Non è un segreto che l’Italia ha sempre avuto bisogno di salvatori, di figure mitiche che la risollevassero miracolosamente dai suoi problemi e dalle sue miserie. Sembra quasi che il nostro paese si ritenga incapace di superare le crisi più profonde con le proprie forze e il proprio impegno e senza l’aiuto di un fantomatico essere superiore.
Ogni città italiana è affezionata ai suoi miti ed eroi, ma forse Napoli le batte tutte: da San Gennaro a Masaniello, da Maradona a Cavani, la città partenopea è affascinata e ipnotizzata da queste divinità popolari, in grado di fare piazza pulita delle difficoltà.

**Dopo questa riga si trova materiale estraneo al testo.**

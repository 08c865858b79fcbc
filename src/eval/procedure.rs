use std::sync::Arc;

use crate::ast::{CommandBlock, ProcedureDef, Step, StepKind};
use crate::error::{ErrorCode, Position, RuntimeError, RuntimeResult};

pub type Block = Arc<Vec<Step>>;

/// Splits a body into its executable steps and its `on_error` handler.
///
/// Handlers are never executed inline; only a top-level `on_error` counts
/// and a body may declare at most one. An `on_error` nested in any other
/// block is rejected with `UnknownKeyword`.
pub(crate) fn hoist_error_handler(body: Vec<Step>) -> RuntimeResult<(Block, Option<Block>)> {
    let mut steps = Vec::with_capacity(body.len());
    let mut handler: Option<(Position, Vec<Step>)> = None;
    for step in body {
        match step.kind {
            StepKind::OnError(handler_body) => {
                reject_nested_handlers(&handler_body)?;
                if let Some((first, _)) = &handler {
                    return Err(RuntimeError::new(
                        ErrorCode::Duplicate,
                        format!("on_error already declared at {}", first),
                    )
                    .with_position(step.position));
                }
                handler = Some((step.position, handler_body));
            }
            kind => {
                let step = Step {
                    position: step.position,
                    kind,
                };
                reject_nested_handlers(nested_blocks(&step).into_iter().flatten())?;
                steps.push(step);
            }
        }
    }
    Ok((Arc::new(steps), handler.map(|(_, body)| Arc::new(body))))
}

fn reject_nested_handlers<'a>(steps: impl IntoIterator<Item = &'a Step>) -> RuntimeResult<()> {
    for step in steps {
        if let StepKind::OnError(_) = step.kind {
            return Err(RuntimeError::new(
                ErrorCode::UnknownKeyword,
                "on_error is only allowed at the top level of a body",
            )
            .with_position(step.position));
        }
        reject_nested_handlers(nested_blocks(step).into_iter().flatten())?;
    }
    Ok(())
}

fn nested_blocks(step: &Step) -> Vec<&Vec<Step>> {
    match &step.kind {
        StepKind::If {
            then_block,
            else_block,
            ..
        } => std::iter::once(then_block).chain(else_block.as_ref()).collect(),
        StepKind::While { body, .. } | StepKind::ForEach { body, .. } => vec![body],
        StepKind::OnError(body) => vec![body],
        _ => vec![],
    }
}

/// Loaded procedure. Owned by the root table, shared read-only with forks.
#[derive(Debug, Clone)]
pub struct Procedure {
    pub name: String,
    pub required_params: Vec<String>,
    pub optional_params: Vec<String>,
    pub body: Block,
    pub error_handler: Option<Block>,
    pub position: Position,
}

impl Procedure {
    pub fn from_def(def: ProcedureDef) -> RuntimeResult<Self> {
        let (body, error_handler) = hoist_error_handler(def.body)?;
        Ok(Self {
            name: def.name,
            required_params: def.required_params,
            optional_params: def.optional_params,
            body,
            error_handler,
            position: def.position,
        })
    }

    pub fn arity(&self) -> (usize, usize) {
        (
            self.required_params.len(),
            self.required_params.len() + self.optional_params.len(),
        )
    }
}

/// A command block ready to run in its own fork.
#[derive(Debug, Clone)]
pub struct Commands {
    pub body: Block,
    pub error_handler: Option<Block>,
    pub position: Position,
}

impl Commands {
    pub fn from_block(block: CommandBlock) -> RuntimeResult<Self> {
        let (body, error_handler) = hoist_error_handler(block.body)?;
        Ok(Self {
            body,
            error_handler,
            position: block.position,
        })
    }

    pub fn from_steps(steps: Vec<Step>) -> RuntimeResult<Self> {
        Self::from_block(CommandBlock {
            body: steps,
            position: Position::default(),
        })
    }
}
impl StepExecutor {
    pub fn new() -> Self {
        Self::default()
    }

    /// Runs `steps` in `interp`.
    ///
    /// `in_handler` marks execution of an `on_error` body: errors there abort
    /// at once, `return` is illegal and `clear_error` is allowed.
    /// `active_error` is the error the handler is reacting to.
    #[async_recursion]
    pub async fn run(
        &self,
        steps: &[Step],
        interp: &Interpreter,
        in_handler: bool,
        active_error: Option<RuntimeError>,
    ) -> RuntimeResult<BlockOutcome> {
        let mut last = Value::Nil;
        let mut cleared = false;

        for step in steps {
            let result = self
                .exec_step(step, interp, in_handler, active_error.as_ref())
                .await;
            match result {
                Ok(StepResult { value, signal }) => match signal {
                    Signal::Proceed => last = value,
                    Signal::Cleared => {
                        cleared = true;
                        last = value;
                    }
                    Signal::Return => {
                        return Ok(BlockOutcome {
                            value,
                            returned: true,
                            cleared,
                        })
                    }
                },
                Err(err) => {
                    let err = err.at_if_unknown(step.position);
                    if err.is_control() || in_handler || err.handled {
                        return Err(err);
                    }
                    let Some(handler) = interp.error_handler() else {
                        return Err(err);
                    };

                    debug!(code = %err.code, step = step.name(), "running on_error handler");
                    interp.bind_local(&interp.config().error_variable, err.to_value());
                    match self.run(&handler, interp, true, Some(err.clone())).await {
                        Ok(outcome) if outcome.cleared => {
                            debug!(code = %err.code, "error cleared, resuming after failing step");
                            last = Value::Nil;
                        }
                        Ok(_) => return Err(err.mark_handled()),
                        Err(handler_err) => return Err(handler_err.mark_handled()),
                    }
                }
            }
        }

        Ok(BlockOutcome {
            value: last,
            returned: false,
            cleared,
        })
    }

    async fn exec_step(
        &self,
        step: &Step,
        interp: &Interpreter,
        in_handler: bool,
        active_error: Option<&RuntimeError>,
    ) -> RuntimeResult<StepResult> {
        match &step.kind {
            StepKind::Set { targets, value } => {
                let value = self.eval(value, interp).await?;
                self.assign_all(targets, value.clone(), interp).await?;
                Ok(StepResult::proceed(value))
            }
            StepKind::Call(expr) | StepKind::Expression(expr) => {
                Ok(StepResult::proceed(self.eval(expr, interp).await?))
            }
            StepKind::Return(values) => {
                if in_handler {
                    return Err(RuntimeError::new(
                        ErrorCode::ReturnViolation,
                        "return is not allowed inside on_error",
                    ));
                }
                let mut evaluated = Vec::with_capacity(values.len());
                for value in values {
                    evaluated.push(self.eval(value, interp).await?);
                }
                let value = match evaluated.len() {
                    0 => Value::Nil,
                    1 => evaluated.remove(0),
                    _ => Value::List(evaluated),
                };
                Ok(StepResult {
                    value,
                    signal: Signal::Return,
                })
            }
            StepKind::Emit(expr) => {
                let value = self.eval(expr, interp).await?;
                match &interp.host().emit {
                    Some(emit) => emit(value.clone()),
                    None => info!(output = %value, "emit (no host callback)"),
                }
                Ok(StepResult::proceed(value))
            }
            StepKind::Whisper { handle, data } => {
                let handle = self.eval(handle, interp).await?;
                let data = self.eval(data, interp).await?;
                match &interp.host().whisper {
                    Some(whisper) => whisper(handle, data.clone()),
                    None => info!(handle = %handle, data = %data, "whisper (no host callback)"),
                }
                Ok(StepResult::proceed(data))
            }
            StepKind::If {
                condition,
                then_block,
                else_block,
            } => {
                let branch = if self.eval(condition, interp).await?.is_truthy() {
                    Some(then_block)
                } else {
                    else_block.as_ref()
                };
                match branch {
                    Some(block) => {
                        let outcome = self
                            .run(block, interp, in_handler, active_error.cloned())
                            .await?;
                        Ok(StepResult::from_block(outcome))
                    }
                    None => Ok(StepResult::proceed(Value::Nil)),
                }
            }
            StepKind::While { condition, body } => {
                let mut iterations = 0usize;
                let mut cleared = false;
                while self.eval(condition, interp).await?.is_truthy() {
                    iterations += 1;
                    self.check_iterations(iterations, interp)?;
                    match self.run_loop_body(body, interp, in_handler, active_error).await? {
                        LoopFlow::Return(value) => return Ok(returned(value)),
                        LoopFlow::Break => break,
                        LoopFlow::Next { cleared: c } => cleared |= c,
                    }
                }
                Ok(loop_result(cleared))
            }
            StepKind::ForEach {
                variable,
                collection,
                body,
            } => {
                let items = iteration_items(self.eval(collection, interp).await?)?;
                let mut cleared = false;
                for (i, item) in items.into_iter().enumerate() {
                    self.check_iterations(i + 1, interp)?;
                    interp.set_variable(variable, item).await?;
                    match self.run_loop_body(body, interp, in_handler, active_error).await? {
                        LoopFlow::Return(value) => return Ok(returned(value)),
                        LoopFlow::Break => break,
                        LoopFlow::Next { cleared: c } => cleared |= c,
                    }
                }
                Ok(loop_result(cleared))
            }
            StepKind::Must(expr) => match self.eval(expr, interp).await {
                Ok(value) if value.is_truthy() => Ok(StepResult::proceed(value)),
                Ok(value) => Err(RuntimeError::new(
                    ErrorCode::MustFailed,
                    format!("must condition evaluated to {}", value),
                )),
                Err(err) if err.is_control() => Err(err),
                Err(err) => Err(RuntimeError::new(
                    ErrorCode::MustFailed,
                    format!("must condition failed: {}", err.message),
                )
                .with_cause(err)),
            },
            StepKind::MustBe { check, args } => {
                let mut values = Vec::with_capacity(args.len());
                for arg in args {
                    values.push(self.eval(arg, interp).await?);
                }
                match interp.call(check, values).await {
                    Ok(value) if value.is_truthy() => Ok(StepResult::proceed(value)),
                    Ok(value) => Err(RuntimeError::new(
                        ErrorCode::MustFailed,
                        format!("mustbe {} returned {}", check, value),
                    )),
                    Err(err) => Err(RuntimeError::new(
                        ErrorCode::MustFailed,
                        format!("mustbe {} failed: {}", check, err.message),
                    )
                    .with_cause(err)),
                }
            }
            StepKind::Fail(message) => match (message, active_error) {
                (Some(expr), _) => {
                    let message = self.eval(expr, interp).await?;
                    Err(RuntimeError::new(ErrorCode::FailStatement, message.to_string()))
                }
                // bare `fail` inside a handler re-raises
                (None, Some(active)) => Err(active.clone()),
                (None, None) => Err(RuntimeError::new(ErrorCode::FailStatement, "fail")),
            },
            // hoisted when the body was loaded
            StepKind::OnError(_) => Ok(StepResult::proceed(Value::Nil)),
            StepKind::ClearError => {
                if !in_handler {
                    return Err(RuntimeError::new(
                        ErrorCode::ClearViolation,
                        "clear_error is only allowed inside on_error",
                    ));
                }
                Ok(StepResult {
                    value: Value::Nil,
                    signal: Signal::Cleared,
                })
            }
            StepKind::Ask {
                agent_model,
                prompt,
                into,
            } => {
                let agent_model = self.eval(agent_model, interp).await?;
                let prompt = self.eval(prompt, interp).await?;
                let output =
                    crate::ask::ask(interp, &agent_model, &prompt, step.position).await?;
                if let Some(target) = into {
                    self.assign(target, output.clone(), interp).await?;
                }
                Ok(StepResult::proceed(output))
            }
            StepKind::PromptUser { prompt, into } => {
                let message = self.eval(prompt, interp).await?;
                let prompter = interp.host().prompter.clone().ok_or_else(|| {
                    RuntimeError::internal("promptuser requires a host prompter")
                })?;
                let answer = prompter.prompt(&message.to_string()).await?;
                self.assign(into, answer.clone(), interp).await?;
                Ok(StepResult::proceed(answer))
            }
            StepKind::Break => Err(RuntimeError::break_signal()),
            StepKind::Continue => Err(RuntimeError::continue_signal()),
        }
    }

    async fn eval(&self, expr: &Expression, interp: &Interpreter) -> RuntimeResult<Value> {
        self.expression_evaluator.eval_expression(expr, interp).await
    }

    fn check_iterations(&self, iterations: usize, interp: &Interpreter) -> RuntimeResult<()> {
        let limit = interp.config().max_loop_iterations;
        if iterations > limit {
            return Err(RuntimeError::new(
                ErrorCode::ResourceExhaustion,
                format!("loop exceeded {} iterations", limit),
            ));
        }
        Ok(())
    }

    async fn run_loop_body(
        &self,
        body: &[Step],
        interp: &Interpreter,
        in_handler: bool,
        active_error: Option<&RuntimeError>,
    ) -> RuntimeResult<LoopFlow> {
        match self
            .run(body, interp, in_handler, active_error.cloned())
            .await
        {
            Ok(outcome) if outcome.returned => Ok(LoopFlow::Return(outcome.value)),
            Ok(outcome) => Ok(LoopFlow::Next {
                cleared: outcome.cleared,
            }),
            Err(err) if err.code == ErrorCode::Break => Ok(LoopFlow::Break),
            Err(err) if err.code == ErrorCode::Continue => Ok(LoopFlow::Next { cleared: false }),
            Err(err) => Err(err),
        }
    }

    async fn assign_all(
        &self,
        targets: &[LValue],
        value: Value,
        interp: &Interpreter,
    ) -> RuntimeResult<()> {
        if targets.len() == 1 {
            return self.assign(&targets[0], value, interp).await;
        }
        match value {
            Value::List(values) if values.len() == targets.len() => {
                for (target, value) in targets.iter().zip(values) {
                    self.assign(target, value, interp).await?;
                }
                Ok(())
            }
            other => Err(RuntimeError::new(
                ErrorCode::ArgMismatch,
                format!(
                    "cannot assign {} to {} targets",
                    describe_len(&other),
                    targets.len()
                ),
            )),
        }
    }

    async fn assign(&self, target: &LValue, value: Value, interp: &Interpreter) -> RuntimeResult<()> {
        match target {
            LValue::Variable(name) => interp.set_variable(name, value).await,
            LValue::Element { variable, key } => {
                let key = self.eval(key, interp).await?;
                let mut container = interp.get_variable(variable).await?;
                match &mut container {
                    Value::List(items) => {
                        let index = list_index(items.len(), &key)?;
                        items[index] = value;
                    }
                    Value::Map(map) => {
                        let key = key.as_str().ok_or_else(|| {
                            RuntimeError::type_error(format!(
                                "map key must be a string, got {}",
                                key.type_name()
                            ))
                        })?;
                        map.insert(key.to_string(), value);
                    }
                    other => {
                        return Err(RuntimeError::type_error(format!(
                            "cannot assign an element of {}",
                            other.type_name()
                        )))
                    }
                }
                interp.set_variable(variable, container).await
            }
        }
    }
}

Questo è il tema della commedia in musica di Claudio Angelini “Obama in Naples“. Paolo, un giornalista inviato nel 1980 sui luoghi del terremoto dell’Irpinia, torna a Napoli da New York dopo trent’anni, cercando di capire come la situazione sia cambiata. Le macerie (fisiche e morali) sono state rimosse per far posto a un’aria più fresca? Ma Paolo è stato corrispondente alla Casa Bianca ed è scambiato per un delegato di Obama. In breve si sparge la notizia che il presidente americano arriverà a Napoli, con il suo messaggio di pace e prosperità, come un nuovo San Gennaro: la città impazzisce e scalpita nell’attesa di Barack, il nuovo salvatore.
Un po’ commedia dell’arte, un po’ Beckett (il titolo sarebbe dovuto essere “Waiting for Obama”) la commedia non è soltanto un omaggio a Napoli e alla sua gente, ma anche una critica di un modo di fare che spesso ci contraddistingue, quello di attendere che qualcuno arrivi a toglierci le castagne dal fuoco.
La piece sarà in scena dal 25 aprile al 6 maggio al June Havoc Theatre, nell’Abingdon Theatre Complex (312 W 36th street), dal martedì al sabato alle 20 e la domenica alle 15. Io ci andrò uno dei primi giorni di maggio; ci sentiamo di nuovo per la recensione.